We are not getting poorer and poorer. Wages, by all measures and at all levels, have kept up with inflation through even recent decades. The wages of the rich have gone up much faster than inflation. Some people consider this an awful, unfair thing, saying “The wages of the middle class have stagnated since the 1970s”. But that’s silly, because we already had plenty as a society back then. We were just as happy. We don’t need to keep earning more and more, even if the ultra-rich continue to do so.
Now, I’m not just making fun of this “poor-old-me” attitude because I find it annoying. I also see much bigger consequences.
A people who spend so carelessly that they are always within $1000 of doom is going to have a very short-term view of the country’s future. Even a slight change in the price of gasoline, or corn, or other world commodities, or a recession, can send them down in flames.

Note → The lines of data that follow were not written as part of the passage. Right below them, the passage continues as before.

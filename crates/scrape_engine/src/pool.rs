//! Work queue and the fixed-size worker pool draining it.

use std::io;
use std::panic::{self, AssertUnwindSafe};
use std::path::PathBuf;
use std::sync::atomic::{AtomicUsize, Ordering};
use std::sync::Arc;
use std::thread::{self, JoinHandle};

use crossbeam_channel::{Receiver, Sender};
use indicatif::ProgressBar;
use scrape_core::output_filename;
use scrape_logging::{scrape_debug, scrape_error, scrape_info, scrape_warn};

use crate::drain::DrainTracker;
use crate::fetch::Fetcher;
use crate::ledger::ChecklistLedger;
use crate::transform::PageTransformer;
use crate::writer::WriteQueue;
use crate::TransformedDocument;

/// Shared pending set of URLs. Each URL is taken by exactly one worker.
#[derive(Debug)]
pub struct WorkQueue {
    tx: Sender<String>,
    rx: Receiver<String>,
    tracker: DrainTracker,
}

impl WorkQueue {
    pub fn new() -> Self {
        let (tx, rx) = crossbeam_channel::unbounded();
        Self {
            tx,
            rx,
            tracker: DrainTracker::new(),
        }
    }

    pub fn enqueue(&self, url: impl Into<String>) {
        self.tracker.add(1);
        // The queue owns its receiver, so the channel cannot be disconnected.
        if self.tx.send(url.into()).is_err() {
            self.tracker.done();
        }
    }

    pub fn len(&self) -> usize {
        self.rx.len()
    }

    pub fn is_empty(&self) -> bool {
        self.rx.is_empty()
    }

    /// Block until every enqueued URL has been acknowledged by a worker.
    pub fn join(&self) {
        self.tracker.wait();
    }

    fn try_take(&self) -> Option<String> {
        self.rx.try_recv().ok()
    }

    fn task_done(&self) {
        self.tracker.done();
    }
}

impl Default for WorkQueue {
    fn default() -> Self {
        Self::new()
    }
}

/// Everything a worker needs to turn a URL into a written document.
pub struct PoolContext {
    pub fetcher: Arc<dyn Fetcher>,
    pub transformer: PageTransformer,
    pub ledger: Arc<ChecklistLedger>,
    pub docs_dir: PathBuf,
    pub write_queue: WriteQueue,
    pub progress: ProgressBar,
    /// Runtime the async fetcher is driven on.
    pub runtime: tokio::runtime::Handle,
}

#[derive(Debug, Clone, Copy, PartialEq, Eq, Default)]
pub struct PoolReport {
    /// URLs taken off the queue, whatever their outcome.
    pub processed: usize,
    pub succeeded: usize,
    pub failed: usize,
}

#[derive(Debug, Default)]
struct PoolCounters {
    processed: AtomicUsize,
    succeeded: AtomicUsize,
    failed: AtomicUsize,
}

pub struct WorkerPool {
    handles: Vec<JoinHandle<()>>,
    counters: Arc<PoolCounters>,
}

impl WorkerPool {
    /// Start `workers` threads (at least one). Each exits as soon as it finds
    /// the queue empty, so fill the queue first.
    pub fn start(
        workers: usize,
        queue: Arc<WorkQueue>,
        ctx: Arc<PoolContext>,
    ) -> io::Result<Self> {
        let counters = Arc::new(PoolCounters::default());
        let mut handles = Vec::with_capacity(workers.max(1));
        for id in 1..=workers.max(1) {
            let queue = queue.clone();
            let ctx = ctx.clone();
            let counters = counters.clone();
            let name = format!("worker-{id}");
            let handle = thread::Builder::new()
                .name(name.clone())
                .spawn(move || worker_loop(&name, &queue, &ctx, &counters))?;
            scrape_debug!("Started thread: worker-{}", id);
            handles.push(handle);
        }
        Ok(Self { handles, counters })
    }

    pub fn join(self) -> PoolReport {
        for handle in self.handles {
            if handle.join().is_err() {
                scrape_error!("Worker thread terminated abnormally");
            }
        }
        PoolReport {
            processed: self.counters.processed.load(Ordering::SeqCst),
            succeeded: self.counters.succeeded.load(Ordering::SeqCst),
            failed: self.counters.failed.load(Ordering::SeqCst),
        }
    }
}

#[derive(Debug, Clone, Copy, PartialEq, Eq)]
enum UrlOutcome {
    Succeeded,
    Failed,
}

fn worker_loop(name: &str, queue: &WorkQueue, ctx: &PoolContext, counters: &PoolCounters) {
    while let Some(url) = queue.try_take() {
        scrape_debug!(url = url.as_str(), worker = name; "Worker {} processing {}", name, url);
        let outcome = panic::catch_unwind(AssertUnwindSafe(|| process_url(ctx, &url)))
            .unwrap_or_else(|payload| {
                let reason = payload
                    .downcast_ref::<&str>()
                    .map(|s| s.to_string())
                    .or_else(|| payload.downcast_ref::<String>().cloned())
                    .unwrap_or_else(|| "unknown panic".to_string());
                scrape_error!(
                    url = url.as_str(), worker = name, error_code = 9001u16;
                    "Error processing {} within {}: {}", url, name, reason
                );
                UrlOutcome::Failed
            });

        let counter = match outcome {
            UrlOutcome::Succeeded => &counters.succeeded,
            UrlOutcome::Failed => &counters.failed,
        };
        counter.fetch_add(1, Ordering::SeqCst);
        counters.processed.fetch_add(1, Ordering::SeqCst);
        queue.task_done();
        ctx.progress.inc(1);
    }
    scrape_debug!(worker = name; "Worker {} found queue empty", name);
}

fn process_url(ctx: &PoolContext, url: &str) -> UrlOutcome {
    scrape_info!(url = url; "Processing URL: {}", url);

    let page = match ctx.runtime.block_on(ctx.fetcher.fetch(url)) {
        Ok(page) => page,
        Err(err) => {
            scrape_warn!(
                url = url, error_code = err.kind.code();
                "Skipping URL due to fetch error: {}", url
            );
            return UrlOutcome::Failed;
        }
    };

    let markdown = ctx.transformer.transform(url, &page.text);
    let path = ctx.docs_dir.join(output_filename(url));

    if let Err(err) = ctx.ledger.mark_done(url) {
        let filepath = ctx.ledger.path().display().to_string();
        scrape_error!(
            url = url, filepath = filepath.as_str(), error_code = err.code();
            "Failed to update checklist for {}: {}", url, err
        );
    }

    let filepath = path.display().to_string();
    scrape_debug!(url = url, filepath = filepath.as_str(); "Queueing {} for write", filepath);
    if !ctx.write_queue.submit(TransformedDocument { path, markdown }) {
        return UrlOutcome::Failed;
    }
    UrlOutcome::Succeeded
}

With little understanding of world economics or politics, these people will naturally (but incorrectly) turn to the political party currently in power to place their blame. We’re seeing this now, with approval rates of Obama among the uneducated at incredibly low levels. I can guarantee that if gasoline happened to be $1.49 per gallon and unemployment was 4.2 percent, my man would be rolling in record approval rates.

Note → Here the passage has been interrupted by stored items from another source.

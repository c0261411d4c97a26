use std::fs;
use std::io;
use std::path::{Path, PathBuf};
use std::sync::{Mutex, MutexGuard};

use chrono::Local;
use scrape_core::{mark_first_pending, parse_entry, render_checklist, ChecklistEntry, EntryParseError};
use scrape_logging::{scrape_debug, scrape_info, scrape_warn};
use thiserror::Error;

use crate::persist::{write_atomic, PersistError};

const TIMESTAMP_FORMAT: &str = "%Y-%m-%d %H:%M:%S%.3f";

#[derive(Debug, Error)]
pub enum LedgerError {
    #[error("checklist file not found: {0}")]
    Missing(PathBuf),
    #[error("failed to read checklist {path}: {source}")]
    Read { path: PathBuf, source: io::Error },
    #[error("failed to write checklist {path}: {source}")]
    Write { path: PathBuf, source: PersistError },
    #[error("checklist {path} line {line_no}: {source}")]
    Malformed {
        path: PathBuf,
        line_no: usize,
        source: EntryParseError,
    },
}

impl LedgerError {
    /// Numeric classification carried in the `error_code` log field.
    pub fn code(&self) -> u16 {
        match self {
            LedgerError::Missing(_) => 5004,
            _ => 5002,
        }
    }
}

#[derive(Debug, Clone, Copy, PartialEq, Eq)]
pub enum MarkOutcome {
    Marked,
    /// No pending line for the URL; the file was left untouched.
    NotPending,
}

#[derive(Debug, Clone, Copy, PartialEq, Eq, Default)]
pub struct LedgerSummary {
    pub pending: usize,
    pub done: usize,
}

/// Durable per-URL completion record.
///
/// Every operation is a whole-file read-modify-write under one lock, so
/// concurrent `mark_done` calls from different workers never interleave.
#[derive(Debug)]
pub struct ChecklistLedger {
    path: PathBuf,
    lock: Mutex<()>,
}

impl ChecklistLedger {
    pub fn new(path: impl Into<PathBuf>) -> Self {
        Self {
            path: path.into(),
            lock: Mutex::new(()),
        }
    }

    pub fn path(&self) -> &Path {
        &self.path
    }

    /// Write the header and one pending line per URL, replacing any existing
    /// file.
    pub fn initialize(&self, base_name: &str, urls: &[String]) -> Result<(), LedgerError> {
        let _guard = self.guard();
        let filepath = self.path.display().to_string();
        scrape_info!(filepath = filepath.as_str(); "Generating checklist file: {}", filepath);
        let content = render_checklist(base_name, urls);
        self.write(&content)
    }

    /// Mark the first pending entry for `url` as done with a millisecond
    /// timestamp.
    pub fn mark_done(&self, url: &str) -> Result<MarkOutcome, LedgerError> {
        let _guard = self.guard();
        scrape_debug!(url = url; "Acquired checklist lock for {}", url);
        let content = self.read()?;
        let processed_at = Local::now().format(TIMESTAMP_FORMAT).to_string();
        match mark_first_pending(&content, url, &processed_at) {
            Some(updated) => {
                self.write(&updated)?;
                scrape_info!(url = url; "Marked URL as done in checklist: {}", url);
                Ok(MarkOutcome::Marked)
            }
            None => {
                scrape_warn!(url = url; "URL not found in checklist or already marked: {}", url);
                Ok(MarkOutcome::NotPending)
            }
        }
    }

    /// Count pending and done entries. Any malformed entry line is an error.
    pub fn summary(&self) -> Result<LedgerSummary, LedgerError> {
        let content = {
            let _guard = self.guard();
            self.read()?
        };
        let mut summary = LedgerSummary::default();
        for (idx, line) in content.lines().enumerate() {
            match parse_entry(line) {
                Ok(Some(ChecklistEntry::Pending { .. })) => summary.pending += 1,
                Ok(Some(ChecklistEntry::Done { .. })) => summary.done += 1,
                Ok(None) => {}
                Err(source) => {
                    return Err(LedgerError::Malformed {
                        path: self.path.clone(),
                        line_no: idx + 1,
                        source,
                    })
                }
            }
        }
        Ok(summary)
    }

    fn guard(&self) -> MutexGuard<'_, ()> {
        // The guarded data is `()`; a panic elsewhere cannot leave it inconsistent.
        self.lock.lock().unwrap_or_else(|poisoned| poisoned.into_inner())
    }

    fn read(&self) -> Result<String, LedgerError> {
        fs::read_to_string(&self.path).map_err(|source| {
            if source.kind() == io::ErrorKind::NotFound {
                LedgerError::Missing(self.path.clone())
            } else {
                LedgerError::Read {
                    path: self.path.clone(),
                    source,
                }
            }
        })
    }

    fn write(&self, content: &str) -> Result<(), LedgerError> {
        write_atomic(&self.path, content).map_err(|source| LedgerError::Write {
            path: self.path.clone(),
            source,
        })
    }
}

But the President doesn’t set crude oil prices, nor does he dictate the short-term unemployment rate. So the only solution for these unfortunate politicians is to pander to the chronic overspenders, and pretend their problems are not their own. The political party which does this best, and most vigorously promises low gas prices and instant improvements in employment, wins. Despite the fact that low gas prices are actually awful for the country, and unemployment is controlled by the natural business cycle combined with longer-term effects of government policies (longer than a single presidential term).
It would be nice if the ultra-rich would use their money for social good instead of just passing on wealth to their offspring and buying jetskis, and to their credit, Warren Buffett and Bill Gates have done just that, giving more than 99% of their wealth back to humanity. But you’ll notice that they aren’t donating it to the American middle class so we can continue to “make ends meet” by buying tanks of gas for our 14MPG Chevrolet Silverados and keeping our cable TV service active. They’re using their money to fight malaria in Africa and provide medical care and education and birth control to families there. People in situations like that are the only ones allowed to complain that there isn’t enough money available in their society.
The rest have to shut up and start taking lessons from the Mustachians.
*Actually I admit this is an oversimplification. I already had at least $500 saved up before starting at the gas station, because I had also saved a portion of my $5 per week lawnmowing money and $30 per week paper route money for several years before starting at the gas station. Doing the math, you’d expect me to have thousands by the time 1990 rolled around, but you have to give me a break, I was only fifteen and thus still had 21 years of learning to do before becoming qualified to become Mr. Money Mustache. By the time I finished at the gas station and the subsequent convenience store, I had about $10,000, most of which I blew on my first year’s university education.